$1.25M to be invested in Amherst paving projects this summer

By Jason Hawk - jhawk@aimmediamidwest.com

Roughly $1.25 million is expected to be put aside for summer paving projects in Amherst.

A city council vote is set for Monday, Feb. 26 to fund annual street rehabilitation efforts.

Most of the new blacktop will go in the Lincoln Street and Sipple Avenue area, where a new storm sewer interceptor will be built to stop flooding.

The 48-inch sewer line is intended to catch and divert rain into a four million-gallon retention pond at the Beaver Creek Reservation Metro Park.

Mayor Mark Costilow called it “probably the project the city needs most” and recalled the nightmares endured by homeowners who have had to bail out basements after several epic storms that raked Amherst in the past decade.

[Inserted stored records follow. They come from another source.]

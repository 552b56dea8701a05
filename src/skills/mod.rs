//! Skill and spell level resolution
//!
//! Levels come from three inputs: the governing attribute (or the skill a
//! technique defaults from), the points invested, and the bonuses the
//! character carries. Every result carries a tooltip naming each bonus.

pub mod bonus;
pub mod context;
pub mod defaulting;
pub mod difficulty;
pub mod display;
pub mod level;
pub mod points;
pub mod resolution;
pub mod technique;

pub use bonus::{
    skill_bonus_keys, spell_bonus_keys, Bonus, BonusAggregator, BonusContribution, BonusKey,
    BonusRegistry, StringCriteria, SKILL_NAME_ID, SPELL_COLLEGE_ID, SPELL_NAME_ID,
    SPELL_POWER_SOURCE_ID,
};
pub use context::{AttributeSource, CharacterView, Context, SkillSource};
pub use defaulting::{
    best_for_college, evaluate_strategy, resolve_ritual_magic_level,
    resolve_ritual_magic_level_with, DefaultStrategy, RitualMagicQuery, DEFAULT_RITUAL_SKILL,
};
pub use difficulty::Difficulty;
pub use display::{format_level, format_relative_level, format_technique_level};
pub use level::{append_tooltip, SkillLevel, CANNOT_PERFORM};
pub use points::{
    effective_points, normalize_points, normalize_points_with, points_to_relative_level,
    PointCurve,
};
pub use resolution::{
    assemble_level, collect_bonuses, resolve_level, resolve_skill_level, resolve_spell_level,
    try_resolve_level,
};
pub use technique::{technique_level, DefaultReference, TechniqueQuery};
//! GURPS Proficiency - skill and spell level resolution for character sheets

pub mod core;
pub mod sheet;
pub mod skills;
//! The point-investment curve
//!
//! One point buys the difficulty's base level, two or three points buy one
//! more, and from four points on every further four points buy another.

use crate::core::config::{EngineConfig, NegativePointPolicy};
use crate::core::error::{ProficiencyError, Result};
use crate::skills::Difficulty;

/// Points needed before the curve flattens to one level per four points
const FLAT_RATE_THRESHOLD: i32 = 4;

/// Wildcard skills only count every third point
const WILDCARD_DIVISOR: i32 = 3;

/// Outcome of evaluating the point curve
#[derive(Debug, Clone, Copy, PartialEq, Eq)]
pub struct PointCurve {
    /// False when fewer than one effective point was invested
    pub usable: bool,
    /// Relative level bought by the investment
    pub delta: i32,
}

/// Effective points after the Wildcard divisor
pub fn effective_points(points: i32, difficulty: Difficulty) -> i32 {
    if difficulty == Difficulty::Wildcard {
        points / WILDCARD_DIVISOR
    } else {
        points
    }
}

/// Convert a point investment into a relative level
pub fn points_to_relative_level(points: i32, difficulty: Difficulty) -> PointCurve {
    let points = effective_points(points, difficulty);
    let base = difficulty.base_relative_level();

    match points {
        p if p < 1 => PointCurve {
            usable: false,
            delta: 0,
        },
        1 => PointCurve {
            usable: true,
            delta: base,
        },
        p if p < FLAT_RATE_THRESHOLD => PointCurve {
            usable: true,
            delta: base + 1,
        },
        p => PointCurve {
            usable: true,
            delta: base + 1 + p / FLAT_RATE_THRESHOLD,
        },
    }
}

/// Apply the configured negative-point policy
pub fn normalize_points_with(points: i32, config: &EngineConfig) -> Result<i32> {
    if points >= 0 {
        return Ok(points);
    }
    match config.negative_points {
        NegativePointPolicy::Reject => Err(ProficiencyError::InvalidInput {
            field: "points",
            value: points,
            reason: "point investment must not be negative",
        }),
        NegativePointPolicy::Clamp => Ok(0),
    }
}

/// Apply the global negative-point policy
pub fn normalize_points(points: i32) -> Result<i32> {
    normalize_points_with(points, crate::core::config::config())
}
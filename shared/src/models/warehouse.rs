//! Warehouse models

use chrono::{DateTime, Utc};
use serde::{Deserialize, Serialize};
use uuid::Uuid;

use crate::types::GpsCoordinates;

/// A warehouse operated by a business
#[derive(Debug, Clone, Serialize, Deserialize)]
pub struct Warehouse {
    pub id: Uuid,
    pub business_id: Uuid,
    /// Short code used in pick lists and labels (e.g., "BKK-01")
    pub code: String,
    pub name: String,
    pub address: Option<String>,
    pub location: Option<GpsCoordinates>,
    /// Storage capacity in stock units, if tracked
    pub capacity: Option<i32>,
    pub is_active: bool,
    pub del_flag: bool,
    pub created_at: DateTime<Utc>,
    pub updated_at: DateTime<Utc>,
}
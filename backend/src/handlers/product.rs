//! HTTP handlers for product catalog endpoints

use axum::{
    extract::{Path, State},
    Json,
};
use uuid::Uuid;

use crate::error::{AppError, AppResult};
use crate::handlers::SuccessResponse;
use crate::middleware::CurrentUser;
use crate::services::product::{CreateProductInput, ProductService, UpdateProductInput};
use crate::AppState;
use shared::models::{LabelPayload, Product};

/// Create a product
pub async fn create_product(
    State(state): State<AppState>,
    current_user: CurrentUser,
    Json(input): Json<CreateProductInput>,
) -> AppResult<Json<Product>> {
    let service = ProductService::new(state.db);
    let product = service
        .create_product(current_user.0.business_id, input)
        .await?;
    Ok(Json(product))
}

/// Update a product
pub async fn update_product(
    State(state): State<AppState>,
    current_user: CurrentUser,
    Path(product_id): Path<Uuid>,
    Json(input): Json<UpdateProductInput>,
) -> AppResult<Json<Product>> {
    let service = ProductService::new(state.db);
    let product = service
        .update_product(current_user.0.business_id, product_id, input)
        .await?;
    Ok(Json(product))
}

/// Get a product by ID
pub async fn get_product(
    State(state): State<AppState>,
    current_user: CurrentUser,
    Path(product_id): Path<Uuid>,
) -> AppResult<Json<Product>> {
    let service = ProductService::new(state.db);
    let product = service
        .get_product(current_user.0.business_id, product_id)
        .await?;
    Ok(Json(product))
}

/// List products
pub async fn list_products(
    State(state): State<AppState>,
    current_user: CurrentUser,
) -> AppResult<Json<Vec<Product>>> {
    let service = ProductService::new(state.db);
    let products = service.list_products(current_user.0.business_id).await?;
    Ok(Json(products))
}

/// Soft-delete a product
pub async fn delete_product(
    State(state): State<AppState>,
    current_user: CurrentUser,
    Path(product_id): Path<Uuid>,
) -> AppResult<Json<SuccessResponse>> {
    if !current_user.0.can_manage() {
        return Err(AppError::Unauthorized("Manager role required".to_string()));
    }

    let service = ProductService::new(state.db);
    service
        .delete_product(current_user.0.business_id, product_id)
        .await?;
    Ok(Json(SuccessResponse::ok()))
}

/// Get render-ready label data for a product
pub async fn get_product_label(
    State(state): State<AppState>,
    current_user: CurrentUser,
    Path(product_id): Path<Uuid>,
) -> AppResult<Json<LabelPayload>> {
    let service = ProductService::new(state.db);
    let label = service
        .label_payload(current_user.0.business_id, product_id)
        .await?;
    Ok(Json(label))
}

He said a similar interceptor on Mill Street has led to much drier conditions downtown since being installed in 2012.

Since the Lincoln-Sipple area will be torn up to lay the new sewer line, it makes sense to use summer paving money there, Costilow said.

Asphalt will go down on Lincoln from Sipple north for nearly a mile, replacing concrete on a large portion.

Also getting attention this year will be West Martin Street from North Lake west 1,020 linear feet, where concrete already in place will be replaced with asphalt.

The same will happen on Forde Avenue from North Lake Street west to McIntosh Lane.

To the south, Shupe Drive will be repaved from Forest Hill to Idlewood drives. Also tackled will be Sunset Drive from Idlewood west to its dead end; and Idlewood from Shupe to Forest Hill.

Storm sewers and catch basins will be replaced where needed on Idlewood Drive.

Amherst council has approved $1.13 million for construction and $122,000 for services provided by Bramhall Engineering.

Bramhall will also develop a list of spots citywide that need intermittent repairs.

Costilow said more streets could be added to list if money is freed up by windfalls.